Sistem Rekrutmen yang Bermasalah – Proses seleksi dan pengangkatan hakim di Indonesia dinilai belum maksimal dalam menyaring calon-calon hakim yang berintegritas tinggi. Ada celah dalam sistem rekrutmen yang memungkinkan hakim-hakim dengan moralitas rendah untuk menduduki

 

Pengawasan yang Lemah – Meskipun ada lembaga pengawasan seperti Komisi Yudisial (KY) dan KPK, nyatanya pengawasan internal di tubuh pengadilan masih sangat lemah. Hakim-hakim yang bermasalah seringkali bisa menghindari deteksi hingga akhirnya tertangkap tangan.

 

Kesejahteraan Hakim – Meski gaji hakim telah dinaikkan, persoalan kesejahteraan masih menjadi isu yang mempengaruhi perilaku koruptif. Selain gaji, tunjangan-tunjangan dan fasilitas kerja yang memadai juga perlu dipastikan agar para hakim tidak tergoda suap.

 

Untuk mencegah kejadian serupa terulang kembali, ada beberapa langkah yang bisa diambil:

 

1. Peningkatan Pengawasan – Pengawasan yang lebih ketat dan independen terhadap perilaku para hakim perlu diterapkan. KY dan KPK harus diberikan kewenangan lebih besar dalam melakukan investigasi terhadap dugaan pelanggaran integritas hakim.

 

2. Reformasi Sistem Rekrutmen – Proses rekrutmen hakim harus lebih transparan dan ketat. Tes integritas, psikologis, dan latar belakang perlu diperkuat untuk memastikan hanya calon-calon hakim terbaik yang lolos

 

3. Pendidikan Etika yang Lebih Intensif – Pendidikan dan pelatihan etika bagi para hakim perlu ditingkatkan. Hakim tidak hanya harus memahami hukum, tetapi juga penting untuk terus menerapkan nilai-nilai keadilan, kebenaran, dan kejujuran.

 

4. Penegakan Hukum yang Tegas – Penegakan hukum terhadap hakim yang terlibat suap harus lebih tegas, dengan hukuman yang memberikan efek jera.

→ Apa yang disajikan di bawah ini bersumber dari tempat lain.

//! Card catalog for definition lookup.
//!
//! The `Catalog` maps catalog keys to `CardEntry`s. The standard set is
//! built once per process and shared by reference.

use std::sync::{Arc, OnceLock};

use rustc_hash::FxHashMap;

use super::definition::CardEntry;
use super::instance::InstanceId;
use crate::core::error::{EngineError, Result};

/// Registry of card definitions.
///
/// ## Example
///
/// ```
/// use star_realms_engine::cards::{CardEntry, Catalog, Faction, InstanceId};
///
/// let mut catalog = Catalog::new();
/// catalog.register(CardEntry::ship("ram", Faction::Blob).cost(3).qty(2));
///
/// let ram = catalog.entry_for(&InstanceId::new("ram", 2)).unwrap();
/// assert_eq!(ram.cost, 3);
/// assert!(catalog.entry_for(&InstanceId::new("viper", 1)).is_err());
/// ```
#[derive(Clone, Debug, Default)]
pub struct Catalog {
    entries: FxHashMap<&'static str, CardEntry>,
}

impl Catalog {
    /// Create a new empty catalog.
    #[must_use]
    pub fn new() -> Self {
        Self::default()
    }

    /// The process-wide standard catalog.
    #[must_use]
    pub fn shared() -> Arc<Catalog> {
        static STANDARD: OnceLock<Arc<Catalog>> = OnceLock::new();
        Arc::clone(STANDARD.get_or_init(|| Arc::new(Catalog::standard())))
    }

    /// Register a card definition, replacing any entry with the same key.
    pub fn register(&mut self, entry: CardEntry) -> Option<CardEntry> {
        self.entries.insert(entry.key, entry)
    }

    /// Get a card definition by catalog key.
    #[must_use]
    pub fn get(&self, key: &str) -> Option<&CardEntry> {
        self.entries.get(key)
    }

    /// Get the definition an instance was minted from.
    pub fn entry_for(&self, id: &InstanceId) -> Result<&CardEntry> {
        self.get(id.catalog_key())
            .ok_or_else(|| EngineError::InvalidCard(id.to_string()))
    }

    #[must_use]
    pub fn len(&self) -> usize {
        self.entries.len()
    }

    #[must_use]
    pub fn is_empty(&self) -> bool {
        self.entries.is_empty()
    }

    /// All entries ordered by key, for deterministic setup.
    #[must_use]
    pub fn entries_sorted(&self) -> Vec<&CardEntry> {
        let mut entries: Vec<&CardEntry> = self.entries.values().collect();
        entries.sort_unstable_by_key(|e| e.key);
        entries
    }

    /// Find cards matching a predicate.
    pub fn find<F>(&self, predicate: F) -> impl Iterator<Item = &CardEntry>
    where
        F: Fn(&CardEntry) -> bool,
    {
        self.entries.values().filter(move |e| predicate(e))
    }
}
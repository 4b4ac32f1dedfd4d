//! # star-realms-engine
//!
//! Rules engine and authoritative state manager for a two-player
//! deck-building card game played over a network.
//!
//! ## Design Principles
//!
//! 1. **Single Writer**: One state manager task owns the game state and
//!    applies mutations strictly in the order they were queued.
//!
//! 2. **Pure Resolution**: The rules engine reads a snapshot and emits
//!    mutations. It never writes state, so resolving an action is
//!    repeatable against the same snapshot.
//!
//! 3. **Cards as Data**: Card text is a closed set of effect primitives;
//!    the full catalog is known at compile time.
//!
//! ## Architecture
//!
//! client action -> `RulesEngine` (snapshot in, `Vec<Mutation>` out)
//! -> `StateManager` (applies one mutation at a time) -> snapshot
//! broadcast.
//!
//! - **Persistent Data Structures**: O(1) snapshot clones via `im-rs`.
//!
//! - **Explicit Rejections**: Malformed input, bad pointers and rule
//!   violations come back as `EngineError`s while the client still gets
//!   a fresh snapshot.
//!
//! ## Modules
//!
//! - `core`: Players, counters, mutations, actions, state, RNG, config, errors
//! - `zones`: Card locations with per-zone ordering and reshuffle-on-empty
//! - `cards`: Card definitions, instances and the standard catalog
//! - `effects`: Effect primitives and their resolution into mutations
//! - `triggers`: Faction ally bonus bookkeeping
//! - `rules`: Action parsing and handling
//! - `session`: State manager task and game session wiring

pub mod core;
pub mod zones;
pub mod cards;
pub mod effects;
pub mod triggers;
pub mod rules;
pub mod session;

// Re-export commonly used types
pub use crate::core::{
    ActionCode, UserAction,
    Counter, Counters, Operation,
    EngineError, ErrorKind, Result,
    GameConfig, GameRng, ShuffleSource,
    Mutation, PlayerId, PlayerMap,
    ActionRequest, GameState,
};

pub use crate::zones::{Area, Location, ZoneManager};

pub use crate::cards::{
    AbilityId, CardKind, Faction,
    Ability, AbilityGroup, CardEntry, Catalog, InstanceId, Supply,
};

pub use crate::effects::{Effect, EffectResolver, PlayerPointer, ResolverContext};

pub use crate::triggers::AllyState;

pub use crate::rules::{PendingPlay, Resolution, RulesEngine};

pub use crate::session::{GameSession, StateHandle, StateManager};
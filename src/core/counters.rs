//! Per-player counters.

use serde::{Deserialize, Serialize};

/// A named per-player counter.
#[derive(Clone, Copy, Debug, PartialEq, Eq, Hash, Serialize, Deserialize)]
#[serde(rename_all = "camelCase")]
pub enum Counter {
    Trade,
    Combat,
    Authority,
    /// Cards the player still has to discard at the start of their turn.
    Discard,
    /// Ships bought while this is positive go on top of the deck.
    ShipsOnTop,
    /// While set, every ship played grants one extra combat.
    FleetBonus,
    /// Blob cards played this turn.
    Blobs,
}

/// How a counter changes.
#[derive(Clone, Copy, Debug, PartialEq, Eq, Hash, Serialize, Deserialize)]
#[serde(rename_all = "camelCase")]
pub enum Operation {
    Increase,
    Decrease,
    Set,
}

/// One player's counters.
///
/// No counter is clamped: authority and combat may go negative.
#[derive(Clone, Copy, Debug, Default, PartialEq, Eq, Hash, Serialize, Deserialize)]
#[serde(rename_all = "camelCase")]
pub struct Counters {
    pub trade: i64,
    pub combat: i64,
    pub authority: i64,
    pub discard: i64,
    pub ships_on_top: i64,
    pub fleet_bonus: i64,
    pub blobs: i64,
}

impl Counters {
    /// Fresh counters with the given starting authority.
    #[must_use]
    pub fn with_authority(authority: i64) -> Self {
        Self {
            authority,
            ..Self::default()
        }
    }

    #[must_use]
    pub fn get(&self, counter: Counter) -> i64 {
        match counter {
            Counter::Trade => self.trade,
            Counter::Combat => self.combat,
            Counter::Authority => self.authority,
            Counter::Discard => self.discard,
            Counter::ShipsOnTop => self.ships_on_top,
            Counter::FleetBonus => self.fleet_bonus,
            Counter::Blobs => self.blobs,
        }
    }

    fn slot(&mut self, counter: Counter) -> &mut i64 {
        match counter {
            Counter::Trade => &mut self.trade,
            Counter::Combat => &mut self.combat,
            Counter::Authority => &mut self.authority,
            Counter::Discard => &mut self.discard,
            Counter::ShipsOnTop => &mut self.ships_on_top,
            Counter::FleetBonus => &mut self.fleet_bonus,
            Counter::Blobs => &mut self.blobs,
        }
    }

    /// Apply an operation to one counter, saturating at the `i64` bounds.
    pub fn apply(&mut self, counter: Counter, operation: Operation, value: i64) {
        let slot = self.slot(counter);
        match operation {
            Operation::Increase => *slot = slot.saturating_add(value),
            Operation::Decrease => *slot = slot.saturating_sub(value),
            Operation::Set => *slot = value,
        }
    }
}
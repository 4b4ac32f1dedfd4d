//! Primitive state mutations.
//!
//! The rules engine turns every client action into an ordered list of
//! `Mutation`s; the state manager applies them one at a time. Applied
//! mutations (all but `GetState`) are also the entries of the action log
//! shipped with each snapshot.

use serde::{Deserialize, Serialize};

use super::action::ActionCode;
use super::counters::{Counter, Operation};
use super::player::PlayerId;
use crate::cards::{AbilityId, InstanceId};
use crate::zones::Location;

#[derive(Clone, Debug, PartialEq, Eq, Serialize, Deserialize)]
#[serde(tag = "type", content = "data", rename_all = "camelCase")]
pub enum Mutation {
    /// Increase, decrease or set one counter of one player.
    #[serde(rename_all = "camelCase")]
    ChangeCounter {
        player: PlayerId,
        counter: Counter,
        operation: Operation,
        value: i64,
    },

    /// Draw the top card of `from` onto `to`, recycling an empty deck.
    TopCard { from: Location, to: Location },

    /// Move one card to the top of `to`. `from` is filled in when the
    /// move is logged.
    MoveCard {
        id: InstanceId,
        #[serde(default, skip_serializing_if = "Option::is_none")]
        from: Option<Location>,
        to: Location,
    },

    /// Move every card of `from` onto `to`.
    MoveAll { from: Location, to: Location },

    ShuffleDeck { location: Location },

    /// Hand the turn to the other player.
    ChangeTurn,

    /// Record what input is expected next from `player`.
    #[serde(rename_all = "camelCase")]
    RequestUserAction {
        player: PlayerId,
        action: ActionCode,
        #[serde(default, skip_serializing_if = "Option::is_none")]
        card_id: Option<InstanceId>,
    },

    #[serde(rename_all = "camelCase")]
    AddActivatedAbility { card_id: InstanceId, ability: AbilityId },

    #[serde(rename_all = "camelCase")]
    DisableActivatedAbility { card_id: InstanceId, ability: AbilityId },

    ResetActivatedAbilities,

    ResetActionLog,

    /// Publish a snapshot. Never mutates and is never logged.
    GetState,
}

impl Mutation {
    /// Shorthand for a counter change.
    #[must_use]
    pub fn counter(player: PlayerId, counter: Counter, operation: Operation, value: i64) -> Self {
        Self::ChangeCounter { player, counter, operation, value }
    }

    /// Shorthand for a card move.
    #[must_use]
    pub fn move_card(id: InstanceId, to: Location) -> Self {
        Self::MoveCard { id, from: None, to }
    }

    /// Shorthand for a prompt.
    #[must_use]
    pub fn request(player: PlayerId, action: ActionCode, card_id: Option<InstanceId>) -> Self {
        Self::RequestUserAction { player, action, card_id }
    }

    #[must_use]
    pub fn is_get_state(&self) -> bool {
        matches!(self, Self::GetState)
    }
}
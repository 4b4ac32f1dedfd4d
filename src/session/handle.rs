//! Cloneable façade for feeding the state manager.
//!
//! [`StateHandle`] hides channel plumbing. Enqueueing never waits;
//! [`StateHandle::snapshot`] waits until everything enqueued before it
//! has been applied.

use std::sync::Arc;

use tokio::sync::{broadcast, mpsc, oneshot};

use super::worker::Command;
use crate::core::{EngineError, GameState, Mutation, Result};

/// Producer side of the state manager queue.
#[derive(Clone)]
pub struct StateHandle {
    command_tx: mpsc::UnboundedSender<Command>,
    snapshot_tx: broadcast::Sender<Arc<GameState>>,
}

impl StateHandle {
    pub(crate) fn new(
        command_tx: mpsc::UnboundedSender<Command>,
        snapshot_tx: broadcast::Sender<Arc<GameState>>,
    ) -> Self {
        Self {
            command_tx,
            snapshot_tx,
        }
    }

    /// Queue one mutation.
    pub fn enqueue(&self, mutation: Mutation) -> Result<()> {
        self.command_tx
            .send(Command::Apply(mutation))
            .map_err(|_| EngineError::ManagerClosed)
    }

    /// Queue mutations back to back, in iteration order.
    pub fn enqueue_all(&self, mutations: impl IntoIterator<Item = Mutation>) -> Result<()> {
        for mutation in mutations {
            self.enqueue(mutation)?;
        }
        Ok(())
    }

    /// The state after everything queued so far.
    pub async fn snapshot(&self) -> Result<GameState> {
        let (reply_tx, reply_rx) = oneshot::channel();

        self.command_tx
            .send(Command::Snapshot { reply: reply_tx })
            .map_err(|_| EngineError::ManagerClosed)?;

        reply_rx.await.map_err(EngineError::ReplyDropped)
    }

    /// Stream of snapshots, one per applied `GetState`.
    ///
    /// Slow receivers lag rather than stall the worker.
    #[must_use]
    pub fn subscribe(&self) -> broadcast::Receiver<Arc<GameState>> {
        self.snapshot_tx.subscribe()
    }

    /// Live snapshot subscribers.
    #[must_use]
    pub fn viewer_count(&self) -> usize {
        self.snapshot_tx.receiver_count()
    }

    #[must_use]
    pub fn is_closed(&self) -> bool {
        self.command_tx.is_closed()
    }
}
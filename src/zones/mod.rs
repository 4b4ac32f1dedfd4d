//! Zone system for card locations.
//!
//! Zones are fixed for this game: four shared zones and five per player.
//! Player-relative lookups go through the pure `Location::of` table.
//!
//! ## Key Types
//!
//! - `Location`: One of the fourteen zones
//! - `Area`: A per-player zone kind (deck, hand, table, discard, bases)
//! - `ZoneManager`: Card location tracking, ordering and movement
//! - `Placement`: A card's zone plus its order key

pub mod location;
pub mod manager;

pub use location::{Area, Location};
pub use manager::{Moved, Placement, ZoneManager};
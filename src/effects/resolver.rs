//! Effect resolution - turning effects into mutations.
//!
//! The `EffectResolver` never touches the game state. It reads a snapshot
//! and emits the mutations the state manager will apply later, so
//! resolving the same effect against the same snapshot always yields the
//! same list.

use crate::cards::InstanceId;
use crate::core::{GameState, Mutation, PlayerId};
use crate::zones::{Area, Location};

use super::effect::{CustomEffect, Effect};

/// Inputs an effect is resolved against.
pub struct ResolverContext<'a> {
    /// Player the effect applies to, already resolved from its pointer.
    pub player: PlayerId,
    /// Card instance the effect originates from.
    pub source: &'a InstanceId,
    /// Latest snapshot.
    pub state: &'a GameState,
}

impl<'a> ResolverContext<'a> {
    #[must_use]
    pub fn new(player: PlayerId, source: &'a InstanceId, state: &'a GameState) -> Self {
        Self { player, source, state }
    }
}

/// Resolves effects into mutations.
pub struct EffectResolver;

impl EffectResolver {
    /// Resolve one effect.
    #[must_use]
    pub fn resolve(effect: &Effect, context: &ResolverContext) -> Vec<Mutation> {
        let mut out = Vec::new();
        Self::resolve_into(effect, context, &mut out);
        out
    }

    /// Resolve one effect, appending to `out`.
    pub fn resolve_into(effect: &Effect, context: &ResolverContext, out: &mut Vec<Mutation>) {
        let player = context.player;

        match effect {
            Effect::ChangeCounter { counter, operation, value } => {
                out.push(Mutation::counter(player, *counter, *operation, *value));
            }

            Effect::DrawCards(count) => Self::draw(player, *count, out),

            Effect::RequestInput(action) => {
                out.push(Mutation::request(player, *action, Some(context.source.clone())));
            }

            Effect::DisableAbility(ability) => {
                out.push(Mutation::DisableActivatedAbility {
                    card_id: context.source.clone(),
                    ability: *ability,
                });
            }

            Effect::Batch(effects) => {
                for effect in effects {
                    Self::resolve_into(effect, context, out);
                }
            }

            Effect::Custom(custom) => Self::resolve_custom(*custom, context, out),
        }
    }

    fn resolve_custom(custom: CustomEffect, context: &ResolverContext, out: &mut Vec<Mutation>) {
        let player = context.player;

        match custom {
            CustomEffect::DrawIfBases { bases, draw } => {
                let owned = context.state.cards.count_in(Location::of(player, Area::Bases));
                if owned >= bases {
                    Self::draw(player, draw, out);
                }
            }
            CustomEffect::DrawPerBlob => {
                let blobs = context.state.counters(player).blobs.max(0);
                Self::draw(player, blobs as u32, out);
            }
        }
    }

    fn draw(player: PlayerId, count: u32, out: &mut Vec<Mutation>) {
        for _ in 0..count {
            out.push(Mutation::TopCard {
                from: Location::of(player, Area::Deck),
                to: Location::of(player, Area::Hand),
            });
        }
    }
}
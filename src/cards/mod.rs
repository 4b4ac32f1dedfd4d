//! Card system: definitions, instances, and the catalog.
//!
//! ## Key Types
//!
//! - `InstanceId`: One physical card, `<catalogKey>_<n>`
//! - `Faction`, `CardKind`, `AbilityId`: Card classification
//! - `Ability`: One effect plus when and on whom it resolves
//! - `CardEntry`: Static card data with its abilities
//! - `Catalog`: Card definition lookup; `Catalog::standard()` is the base set

pub mod attributes;
mod catalog;
pub mod definition;
pub mod instance;
pub mod registry;

pub use attributes::{AbilityId, CardKind, Faction};
pub use definition::{Ability, AbilityGroup, Activation, CardEntry, Supply};
pub use instance::InstanceId;
pub use registry::Catalog;
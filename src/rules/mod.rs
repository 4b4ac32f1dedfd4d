//! Rules engine: client actions to mutation lists.
//!
//! `RulesEngine::handle` parses one `code[,arg]*` action, checks it
//! against the latest snapshot and the card catalog, and returns the
//! mutations the state manager must apply, in order. It never mutates
//! the game state itself.
//!
//! Rejections are recoverable: the returned `Resolution` still carries
//! a `GetState` so the client is never left on a stale snapshot.

pub mod engine;
mod handlers;

pub use engine::{PendingPlay, Resolution, RulesEngine};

Tak ada toleransi bagi pelanggar integritas di lembaga peradilan.

 

Masyarakat Harus Berani Bersikap

 

Dalam situasi di mana lembaga peradilan kerap tercoreng oleh kasus-kasus korupsi, masyarakat pun perlu bersikap kritis dan berani melaporkan jika menemukan indikasi kecurangan dalam proses pengadilan. Upaya melawan korupsi di peradilan tidak hanya menjadi tanggung jawab pemerintah, tetapi juga seluruh elemen masyarakat.

 

Pada akhirnya, kepercayaan terhadap lembaga peradilan harus dipulihkan. Hakim adalah sosok yang seharusnya dijadikan teladan, bukan justru pelaku kejahatan yang menghancurkan harapan rakyat. Dengan langkah-langkah reformasi yang jelas dan tegas, masih ada harapan untuk mengembalikan kehormatan dunia pengadilan di Indonesia. Jangan sampai korupsi di pengadilan menjadi kenyataan pahit yang terus berulang.